The data is located at `dbfs:/mnt/databricks-workshop-datasets/Contoso-retail/initech/productsCsv/product.csv`.

In [4]:
%fs ls /mnt/databricks-workshop-datasets/Contoso-retail/initech/productsCsv/product.csv

path,name,size
dbfs:/mnt/databricks-workshop-datasets/Contoso-retail/initech/productsCsv/product.csv,product.csv,3449


In [5]:
csvDir = "dbfs:/mnt/databricks-workshop-datasets/Contoso-retail/initech/productsCsv/product.csv"
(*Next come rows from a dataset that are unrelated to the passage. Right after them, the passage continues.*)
use std::io::Write;
use std::sync::Arc;
use std::thread;

use record_store::{fields_from_json, seed_store, RecordStore, StoreError};
use serde_json::json;
use tempfile::NamedTempFile;

fn payload(value: serde_json::Value) -> record_store::Fields {
    fields_from_json(value).expect("object payload")
}

#[test]
fn ids_are_strictly_increasing_and_never_reused() {
    let store = RecordStore::new();
    let mut seen = Vec::new();
    for i in 0..10 {
        seen.push(store.insert(payload(json!({ "n": i }))).id);
    }
    assert!(seen.windows(2).all(|w| w[0] < w[1]));

    // Deleting the newest record must not hand its id out again.
    store.delete(10).unwrap();
    store.delete(3).unwrap();
    let next = store.insert(payload(json!({ "n": "after" })));
    assert_eq!(next.id, 11);
    assert!(matches!(store.get(10), Err(StoreError::NotFound(10))));
}

#[test]
fn update_always_keeps_the_path_id() {
    let store = RecordStore::new();
    let rec = store.insert(payload(json!({ "address": "123" })));

    let updated = store
        .update(rec.id, payload(json!({ "id": 500, "address": "456" })))
        .unwrap();
    assert_eq!(updated.id, rec.id);
    assert_eq!(updated.to_json(), json!({ "address": "456", "id": 1 }));
    assert!(matches!(store.get(500), Err(StoreError::NotFound(500))));
}

#[test]
fn insert_then_get_round_trips() {
    let store = RecordStore::new();
    let body = json!({
        "protocol": "0",
        "address": "M-Money",
        "date": "1715351458724",
        "read": 1,
        "contact_name": null
    });
    let created = store.insert(payload(body.clone()));

    let mut expected = body;
    expected["id"] = json!(created.id);
    assert_eq!(store.get(created.id).unwrap().to_json(), expected);
}

#[test]
fn concurrent_inserts_get_distinct_ids() {
    let store = Arc::new(RecordStore::new());
    let handles: Vec<_> = (0..8)
        .map(|t| {
            let store = store.clone();
            thread::spawn(move || {
                (0..50)
                    .map(|i| store.insert(payload(json!({ "t": t, "i": i }))).id)
                    .collect::<Vec<_>>()
            })
        })
        .collect();

    let mut ids: Vec<_> = handles
        .into_iter()
        .flat_map(|h| h.join().unwrap())
        .collect();
    ids.sort_unstable();
    ids.dedup();
    assert_eq!(ids.len(), 400);
    assert_eq!(store.len(), 400);
    assert_eq!(store.next_id(), 401);
}

#[test]
fn seeding_assigns_ids_in_source_order() {
    let mut file = NamedTempFile::new().unwrap();
    write!(
        file,
        r#"[
            {{"protocol": "0", "address": "M-Money", "body": "You have received 2000 RWF"}},
            {{"id": "77", "protocol": "0", "address": "M-Money", "body": "Your payment of 1000 RWF"}}
        ]"#
    )
    .unwrap();

    let store = RecordStore::new();
    assert_eq!(seed_store(&store, file.path()), 2);

    let records = store.list_all();
    assert_eq!(records[0].id, 1);
    assert_eq!(records[1].id, 2);
    assert_eq!(
        records[1].get("body").and_then(|v| v.as_str()),
        Some("Your payment of 1000 RWF")
    );
    assert_eq!(store.next_id(), 3);
}

#[test]
fn failed_seeding_leaves_store_empty() {
    let mut file = NamedTempFile::new().unwrap();
    write!(file, r#"[{{"address": "ok"}}, "not a record"]"#).unwrap();

    let store = RecordStore::new();
    assert_eq!(seed_store(&store, file.path()), 0);
    assert!(store.is_empty());

    let missing = file.path().with_extension("missing");
    assert_eq!(seed_store(&store, &missing), 0);
    assert!(store.is_empty());
    assert_eq!(store.next_id(), 1);
}
use std::path::PathBuf;

use thiserror::Error;

use crate::record::RecordId;

#[derive(Debug, Error)]
pub enum StoreError {
    #[error("record {0} not found")]
    NotFound(RecordId),

    /// The payload decoded as JSON but is not an attribute map.
    #[error("payload must be a JSON object, got {0}")]
    InvalidPayload(&'static str),
}

#[derive(Debug, Error)]
pub enum IngestError {
    #[error("failed to read {path:?}: {source}")]
    Io {
        path: PathBuf,
        #[source]
        source: std::io::Error,
    },

    #[error("failed to parse {path:?}: {source}")]
    Json {
        path: PathBuf,
        #[source]
        source: serde_json::Error,
    },

    #[error("malformed source {path:?}: {reason}")]
    Shape { path: PathBuf, reason: String },
}
pub mod error;
pub mod ingest;
pub mod record;
pub mod store;
pub mod value;

pub use error::{IngestError, StoreError};
pub use ingest::{load_source, seed_store};
pub use record::{fields_from_json, Fields, Record, RecordId, ID_FIELD};
pub use store::RecordStore;
pub use value::FieldValue;
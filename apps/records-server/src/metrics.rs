use opentelemetry::{KeyValue, metrics::MeterProvider};
use opentelemetry_otlp::WithExportConfig;
use opentelemetry_sdk::{
    Resource,
    metrics::{MeterProviderBuilder, PeriodicReader, SdkMeterProvider},
};
use std::time::Duration;

pub struct Metrics {
    pub request_counter: opentelemetry::metrics::Counter<u64>,
    pub request_duration: opentelemetry::metrics::Histogram<f64>,
    pub records_stored: opentelemetry::metrics::UpDownCounter<i64>,
    pub auth_failures: opentelemetry::metrics::Counter<u64>,
}

impl Metrics {
    pub fn new(provider: &SdkMeterProvider) -> Self {
        let meter = provider.meter("records-server");

        Self {
            request_counter: meter
                .u64_counter("records_requests_total")
                .with_description("Total number of handled requests by method and status")
                .build(),
            request_duration: meter
                .f64_histogram("records_request_duration_milliseconds")
                .with_description("Request handling duration")
                .build(),
            records_stored: meter
                .i64_up_down_counter("records_stored")
                .with_description("Number of records currently held in memory")
                .build(),
            auth_failures: meter
                .u64_counter("records_auth_failures_total")
                .with_description("Requests rejected for missing or invalid credentials")
                .build(),
        }
    }

    pub fn record_request(&self, method: &str, status: u16, elapsed: Duration) {
        let attrs = [
            KeyValue::new("method", method.to_string()),
            KeyValue::new("status", i64::from(status)),
        ];
        self.request_counter.add(1, &attrs);
        self.request_duration
            .record(elapsed.as_secs_f64() * 1000.0, &attrs);
    }

    pub fn inc_auth_failure(&self) {
        self.auth_failures.add(1, &[]);
    }

    pub fn records_added(&self, count: usize) {
        self.records_stored.add(count as i64, &[]);
    }

    pub fn record_removed(&self) {
        self.records_stored.add(-1, &[]);
    }
}

/// Metrics that are recorded but never exported. Used when no OTLP
/// endpoint is configured, and in tests.
pub fn local_metrics() -> (SdkMeterProvider, Metrics) {
    let provider = MeterProviderBuilder::default().build();
    let metrics = Metrics::new(&provider);
    (provider, metrics)
}

pub fn init_metrics(otlp_endpoint: Option<&str>) -> Result<(SdkMeterProvider, Metrics), anyhow::Error> {
    let Some(endpoint) = otlp_endpoint else {
        return Ok(local_metrics());
    };

    let service_name =
        std::env::var("OTEL_SERVICE_NAME").unwrap_or_else(|_| "records-server".to_string());

    let resource = Resource::new(vec![KeyValue::new("service.name", service_name)]);

    let exporter = opentelemetry_otlp::MetricExporter::builder()
        .with_tonic()
        .with_endpoint(endpoint)
        .build()?;

    let reader = PeriodicReader::builder(exporter, opentelemetry_sdk::runtime::Tokio)
        .with_interval(Duration::from_secs(15))
        .build();

    let provider = MeterProviderBuilder::default()
        .with_resource(resource)
        .with_reader(reader)
        .build();

    let metrics = Metrics::new(&provider);

    Ok((provider, metrics))
}
use indexmap::IndexMap;
use serde::Serialize;
use serde_json::{Number, Value};
use smol_str::SmolStr;

/// A single field value inside a record.
///
/// Scalars cover everything the SMS export produces. Lists and maps exist so
/// that arbitrary JSON sent by clients is stored and echoed back unchanged.
#[derive(Debug, Clone, PartialEq, Serialize)]
#[serde(untagged)]
pub enum FieldValue {
    Null,
    Bool(bool),
    Number(Number),
    Str(SmolStr),
    List(Vec<FieldValue>),
    Map(IndexMap<String, FieldValue>),
}

impl FieldValue {
    pub fn as_str(&self) -> Option<&str> {
        match self {
            FieldValue::Str(s) => Some(s.as_str()),
            _ => None,
        }
    }
}

impl From<&str> for FieldValue {
    fn from(s: &str) -> Self {
        FieldValue::Str(SmolStr::new(s))
    }
}

impl From<Value> for FieldValue {
    fn from(v: Value) -> Self {
        match v {
            Value::Null => FieldValue::Null,
            Value::Bool(b) => FieldValue::Bool(b),
            Value::Number(n) => FieldValue::Number(n),
            Value::String(s) => FieldValue::Str(SmolStr::from(s)),
            Value::Array(arr) => FieldValue::List(arr.into_iter().map(FieldValue::from).collect()),
            Value::Object(obj) => FieldValue::Map(
                obj.into_iter()
                    .map(|(k, v)| (k, FieldValue::from(v)))
                    .collect(),
            ),
        }
    }
}

impl From<FieldValue> for Value {
    fn from(val: FieldValue) -> Self {
        match val {
            FieldValue::Null => Value::Null,
            FieldValue::Bool(b) => Value::Bool(b),
            FieldValue::Number(n) => Value::Number(n),
            FieldValue::Str(s) => Value::String(s.to_string()),
            FieldValue::List(items) => Value::Array(items.into_iter().map(Value::from).collect()),
            FieldValue::Map(map) => {
                Value::Object(map.into_iter().map(|(k, v)| (k, v.into())).collect())
            }
        }
    }
}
retailDF = (spark                    # Our SparkSession & Entry Point
           .read                     # Our DataFrameReader
           .option("header", "true")
           .option("inferSchema", "true")
           .csv(csvDir))           # Returns an instance of DataFrame

##![Spark Logo Tiny](https://s3-us-west-2.amazonaws.com/curriculum-release/images/105/logo_spark_tiny.png) Our Data

Let's continue by taking a look at the type of data we have. 

We can do this with the `printSchema()` command:

In [7]:
retailDF.printSchema()

In [8]:
retailDF.show(3)

We should now be able to see that we have eight columns of data:
* **product_id** (*string*) Unique product identifier.
* **category** (*string*): The product is either a tablet or a laptop.
* **brand** (*string*): The name of the product's brand.
* **model** (*string*): The name of the product's model.
* **price** (*double*): Price of the product.
* **processor** (*string*): The type of processor the product uses.
* **size** (*string*): The size of the product in inches.
* **display** (*string*): The aspect-ratio of the display.
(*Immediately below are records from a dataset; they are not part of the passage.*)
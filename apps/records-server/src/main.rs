#[tokio::main]
async fn main() -> anyhow::Result<()> {
    records_server::run_server().await
}
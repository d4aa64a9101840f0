use opentelemetry::{KeyValue, global, trace::TracerProvider};
use opentelemetry_appender_tracing::layer::OpenTelemetryTracingBridge;
use opentelemetry_otlp::WithExportConfig;
use opentelemetry_sdk::{
    Resource,
    logs::LoggerProvider as SdkLoggerProvider,
    propagation::TraceContextPropagator,
    runtime,
    trace::{RandomIdGenerator, Sampler, TracerProvider as SdkTracerProvider},
};
use tracing_subscriber::{Registry, layer::SubscriberExt, util::SubscriberInitExt};

/// Providers that buffer telemetry and must be flushed before exit.
#[must_use]
pub struct TelemetryGuard {
    logger_provider: Option<SdkLoggerProvider>,
}

impl TelemetryGuard {
    /// Flushes pending OTLP logs, then the global tracer provider.
    pub fn shutdown(self) -> Result<(), anyhow::Error> {
        if let Some(provider) = self.logger_provider {
            provider.shutdown()?;
        }
        global::shutdown_tracer_provider();
        Ok(())
    }
}

/// Installs the global subscriber: console output always, OTLP traces and
/// logs only when an endpoint is configured.
pub fn init_tracing(otlp_endpoint: Option<&str>) -> Result<TelemetryGuard, anyhow::Error> {
    let env_filter = tracing_subscriber::EnvFilter::try_from_default_env()
        .unwrap_or_else(|_| "records_server=info,record_store=info,axum=info".into());

    let fmt_layer = tracing_subscriber::fmt::layer().with_target(true);

    let Some(otlp_endpoint) = otlp_endpoint else {
        Registry::default().with(env_filter).with(fmt_layer).init();
        return Ok(TelemetryGuard {
            logger_provider: None,
        });
    };

    let service_name =
        std::env::var("OTEL_SERVICE_NAME").unwrap_or_else(|_| "records-server".to_string());

    global::set_text_map_propagator(TraceContextPropagator::new());

    let resource = Resource::new(vec![KeyValue::new("service.name", service_name.clone())]);

    let trace_exporter = opentelemetry_otlp::SpanExporter::builder()
        .with_tonic()
        .with_endpoint(otlp_endpoint)
        .build()?;

    let tracer_provider = SdkTracerProvider::builder()
        .with_batch_exporter(trace_exporter, runtime::Tokio)
        .with_sampler(Sampler::AlwaysOn)
        .with_id_generator(RandomIdGenerator::default())
        .with_resource(resource.clone())
        .build();

    // Tracer must be taken before the provider moves into the global slot.
    let tracer = tracer_provider.tracer(service_name);
    global::set_tracer_provider(tracer_provider);

    let telemetry_layer = tracing_opentelemetry::layer().with_tracer(tracer);

    let log_exporter = opentelemetry_otlp::LogExporter::builder()
        .with_tonic()
        .with_endpoint(otlp_endpoint)
        .build()?;

    let logger_provider = SdkLoggerProvider::builder()
        .with_batch_exporter(log_exporter, runtime::Tokio)
        .with_resource(resource)
        .build();

    let log_layer = OpenTelemetryTracingBridge::new(&logger_provider);

    Registry::default()
        .with(env_filter)
        .with(fmt_layer)
        .with(telemetry_layer)
        .with(log_layer)
        .init();

    Ok(TelemetryGuard {
        logger_provider: Some(logger_provider),
    })
}
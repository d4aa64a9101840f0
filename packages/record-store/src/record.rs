use indexmap::IndexMap;
use serde::ser::{Serialize, SerializeMap, Serializer};
use serde_json::Value;

use crate::error::StoreError;
use crate::value::FieldValue;

pub type RecordId = u64;

/// Ordered attribute set of a record, excluding its id.
pub type Fields = IndexMap<String, FieldValue>;

/// Reserved attribute name. Never stored inside `Fields`.
pub const ID_FIELD: &str = "id";

#[derive(Debug, Clone, PartialEq)]
pub struct Record {
    pub id: RecordId,
    pub fields: Fields,
}

impl Record {
    pub(crate) fn new(id: RecordId, mut fields: Fields) -> Self {
        fields.shift_remove(ID_FIELD);
        Self { id, fields }
    }

    pub fn get(&self, key: &str) -> Option<&FieldValue> {
        self.fields.get(key)
    }

    pub fn to_json(&self) -> Value {
        let mut obj: serde_json::Map<String, Value> = self
            .fields
            .iter()
            .map(|(k, v)| (k.clone(), Value::from(v.clone())))
            .collect();
        obj.insert(ID_FIELD.to_string(), Value::from(self.id));
        Value::Object(obj)
    }
}

// Attributes first, then `id`, matching what clients of the SMS API expect.
impl Serialize for Record {
    fn serialize<S: Serializer>(&self, serializer: S) -> Result<S::Ok, S::Error> {
        let mut map = serializer.serialize_map(Some(self.fields.len() + 1))?;
        for (key, value) in &self.fields {
            map.serialize_entry(key, value)?;
        }
        map.serialize_entry(ID_FIELD, &self.id)?;
        map.end()
    }
}

/// Turns a decoded request body into a field set.
///
/// Anything other than a JSON object is rejected. A caller-supplied `id` is
/// dropped here since the store owns identifier assignment.
pub fn fields_from_json(payload: Value) -> Result<Fields, StoreError> {
    match payload {
        Value::Object(obj) => Ok(obj
            .into_iter()
            .filter(|(k, _)| k != ID_FIELD)
            .map(|(k, v)| (k, FieldValue::from(v)))
            .collect()),
        other => Err(StoreError::InvalidPayload(json_kind(&other))),
    }
}

pub(crate) fn json_kind(value: &Value) -> &'static str {
    match value {
        Value::Null => "null",
        Value::Bool(_) => "boolean",
        Value::Number(_) => "number",
        Value::String(_) => "string",
        Value::Array(_) => "array",
        Value::Object(_) => "object",
    }
}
##![Spark Logo Tiny](https://s3-us-west-2.amazonaws.com/curriculum-release/images/105/logo_spark_tiny.png) show(..)

The `show(..)` method has two optional parameters:
* **n**: The number of records to print to the console, the default being 20.
* **truncate**: If true, columns wider than 20 characters will be truncated, where the default is true.
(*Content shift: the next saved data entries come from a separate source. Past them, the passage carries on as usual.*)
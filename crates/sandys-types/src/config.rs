// ─────────────────────────────────────────────────────────────────────
// Sandy's Law Engine — Configuration
// ─────────────────────────────────────────────────────────────────────

use serde::{Deserialize, Serialize};

use crate::error::{SandysError, SandysResult};

/// Coefficients and thresholds for the constraint evaluator.
///
/// Every evaluator owns its own copy, so evaluators with different
/// thresholds can coexist in one process.
#[derive(Debug, Clone, PartialEq, Serialize, Deserialize)]
#[serde(default)]
pub struct EngineConfig {
    /// Ricci / entropy coupling in the temporal modulation γ.
    /// Default: 0.15.
    pub alpha_r: f64,

    /// Normalised Boltzmann constant dividing the entropy gradient in γ.
    /// Default: 1.0.
    pub kb_norm: f64,

    /// Weyl stiffness. Reserved, not read by any formula.
    /// Default: 0.05.
    pub beta_w: f64,

    /// Weight of the entropy gradient in the portal score.
    /// Default: 0.15.
    pub score_entropy_coeff: f64,

    /// Weight of the untrapped export term (1 - Z)·Σ in the portal score.
    /// Default: 0.5.
    pub score_export_coeff: f64,

    /// Lower edge of the transitional band.
    /// Default: 1.45.
    pub pre_transition: f64,

    /// Portal score at or above which the system is open.
    /// Default: 1.51.
    pub portal_threshold: f64,

    /// Trap strength above which the system counts as fully trapped.
    /// Default: 0.95.
    pub fully_trapped_z: f64,

    /// Time rate below which the system counts as silent.
    /// Default: 1e-6.
    pub silent_tau_rate: f64,
}

impl Default for EngineConfig {
    fn default() -> Self {
        Self {
            alpha_r: 0.15,
            kb_norm: 1.0,
            beta_w: 0.05,
            score_entropy_coeff: 0.15,
            score_export_coeff: 0.5,
            pre_transition: 1.45,
            portal_threshold: 1.51,
            fully_trapped_z: 0.95,
            silent_tau_rate: 1e-6,
        }
    }
}

impl EngineConfig {
    /// Validate configuration parameters.
    pub fn validate(&self) -> SandysResult<()> {
        let fields = [
            ("alpha_r", self.alpha_r),
            ("kb_norm", self.kb_norm),
            ("beta_w", self.beta_w),
            ("score_entropy_coeff", self.score_entropy_coeff),
            ("score_export_coeff", self.score_export_coeff),
            ("pre_transition", self.pre_transition),
            ("portal_threshold", self.portal_threshold),
            ("fully_trapped_z", self.fully_trapped_z),
            ("silent_tau_rate", self.silent_tau_rate),
        ];
        ensure_finite(&fields)?;

        if self.kb_norm <= 0.0 {
            return Err(SandysError::Config(format!(
                "kb_norm must be > 0, got {}",
                self.kb_norm
            )));
        }
        if self.pre_transition > self.portal_threshold {
            return Err(SandysError::Config(format!(
                "pre_transition must be <= portal_threshold, got {} > {}",
                self.pre_transition, self.portal_threshold
            )));
        }
        if self.silent_tau_rate < 0.0 {
            return Err(SandysError::Config(format!(
                "silent_tau_rate must be >= 0, got {}",
                self.silent_tau_rate
            )));
        }
        Ok(())
    }

    /// Load from JSON string. Missing fields take their defaults.
    pub fn from_json(json: &str) -> SandysResult<Self> {
        serde_json::from_str(json)
            .map_err(|e| SandysError::Config(format!("JSON parse error: {e}")))
    }
}

/// Step policy for the trajectory simulator.
#[derive(Debug, Clone, PartialEq, Serialize, Deserialize)]
#[serde(default)]
pub struct SimulationConfig {
    /// Fraction of Z0 removed by the end of a softened run.
    /// Default: 0.7 (Z decays to 0.3·Z0).
    pub softening_rate: f64,

    /// Gain of the nonlinear release term.
    /// Default: 4.0.
    pub release_gain: f64,

    /// Exponent of the nonlinear release term.
    /// Default: 3 (cubic activation).
    pub release_exponent: i32,

    /// Floor on the ramp target in the release denominator.
    /// Default: 1e-6.
    pub release_floor: f64,

    /// Weak-field potential per unit trap strength, φ = coeff·Z.
    /// Default: -0.1.
    pub gr_potential_coeff: f64,
}

impl Default for SimulationConfig {
    fn default() -> Self {
        Self {
            softening_rate: 0.7,
            release_gain: 4.0,
            release_exponent: 3,
            release_floor: 1e-6,
            gr_potential_coeff: -0.1,
        }
    }
}

impl SimulationConfig {
    /// Validate configuration parameters.
    pub fn validate(&self) -> SandysResult<()> {
        let fields = [
            ("softening_rate", self.softening_rate),
            ("release_gain", self.release_gain),
            ("release_floor", self.release_floor),
            ("gr_potential_coeff", self.gr_potential_coeff),
        ];
        ensure_finite(&fields)?;

        if !(0.0..=1.0).contains(&self.softening_rate) {
            return Err(SandysError::Config(format!(
                "softening_rate must be in [0, 1], got {}",
                self.softening_rate
            )));
        }
        if self.release_gain < 0.0 {
            return Err(SandysError::Config(format!(
                "release_gain must be >= 0, got {}",
                self.release_gain
            )));
        }
        if self.release_exponent < 1 {
            return Err(SandysError::Config(format!(
                "release_exponent must be >= 1, got {}",
                self.release_exponent
            )));
        }
        if self.release_floor <= 0.0 {
            return Err(SandysError::Config(format!(
                "release_floor must be > 0, got {}",
                self.release_floor
            )));
        }
        Ok(())
    }

    pub fn from_json(json: &str) -> SandysResult<Self> {
        serde_json::from_str(json)
            .map_err(|e| SandysError::Config(format!("JSON parse error: {e}")))
    }
}

/// Shape of the Omnium washboard + double-well potential.
#[derive(Debug, Clone, Copy, PartialEq, Serialize, Deserialize)]
#[serde(default)]
pub struct OmniumParams {
    /// Double-well depth. Default: 1.0.
    pub a: f64,
    /// Washboard amplitude. Default: 0.2.
    pub b: f64,
    /// Washboard wavenumber. Default: 10.0.
    pub k: f64,
}

impl Default for OmniumParams {
    fn default() -> Self {
        Self {
            a: 1.0,
            b: 0.2,
            k: 10.0,
        }
    }
}

/// Inputs of a single simulation run.
#[derive(Debug, Clone, PartialEq, Serialize, Deserialize)]
#[serde(default)]
pub struct RunParams {
    /// Initial trap strength Z0, nominally in [0, 1]. Default: 0.98.
    pub z0: f64,
    /// Initial entropy export rate Σ0 ≥ 0. Default: 0.05.
    pub sigma0: f64,
    /// Entropy gradient at t = 0. Default: 0.0.
    pub entropy_start: f64,
    /// Entropy gradient at t = 1. Default: 5.0.
    pub entropy_end: f64,
    /// Number of samples, endpoints included. Default: 200.
    pub steps: usize,
    /// Linearly soften Z over the run. Default: true.
    pub soften_z: bool,
}

impl Default for RunParams {
    fn default() -> Self {
        Self {
            z0: 0.98,
            sigma0: 0.05,
            entropy_start: 0.0,
            entropy_end: 5.0,
            steps: 200,
            soften_z: true,
        }
    }
}

impl RunParams {
    /// Check run inputs before any step executes.
    pub fn validate(&self) -> SandysResult<()> {
        if self.steps < 1 {
            return Err(SandysError::InvalidParameter(format!(
                "steps must be >= 1, got {}",
                self.steps
            )));
        }
        let fields = [
            ("z0", self.z0),
            ("sigma0", self.sigma0),
            ("entropy_start", self.entropy_start),
            ("entropy_end", self.entropy_end),
        ];
        for (name, value) in fields {
            if !value.is_finite() {
                return Err(SandysError::InvalidParameter(format!(
                    "{name} must be finite, got {value}"
                )));
            }
        }
        if self.sigma0 < 0.0 {
            return Err(SandysError::InvalidParameter(format!(
                "sigma0 must be >= 0, got {}",
                self.sigma0
            )));
        }
        Ok(())
    }

    pub fn from_json(json: &str) -> SandysResult<Self> {
        serde_json::from_str(json)
            .map_err(|e| SandysError::Config(format!("JSON parse error: {e}")))
    }
}

fn ensure_finite(fields: &[(&str, f64)]) -> SandysResult<()> {
    for &(name, value) in fields {
        if !value.is_finite() {
            return Err(SandysError::Config(format!(
                "{name} must be finite, got {value}"
            )));
        }
    }
    Ok(())
}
Let's take a look at the data in our `DataFrame` with the `show()` command.

[Python Docs](https://spark.apache.org/docs/latest/api/python/pyspark.sql.html?highlight=show#pyspark.sql.DataFrame.show)

[Scala Docs](https://spark.apache.org/docs/latest/api/scala/#org.apache.spark.sql.Dataset)

In [11]:
retailDF.show()

In the cell above, change the parameters of the show command to:
* print only the first 5 records
* disable truncation
* print only the first 10 records and disable truncation

**Note:** The function `show(..)` is an **action** which triggers a job.

##![Spark Logo Tiny](https://s3-us-west-2.amazonaws.com/curriculum-release/images/105/logo_spark_tiny.png) display(..)

The `show(..)` command is part of the core Spark API and simply prints the results to the console.

Our notebooks have a slightly more elegant alternative.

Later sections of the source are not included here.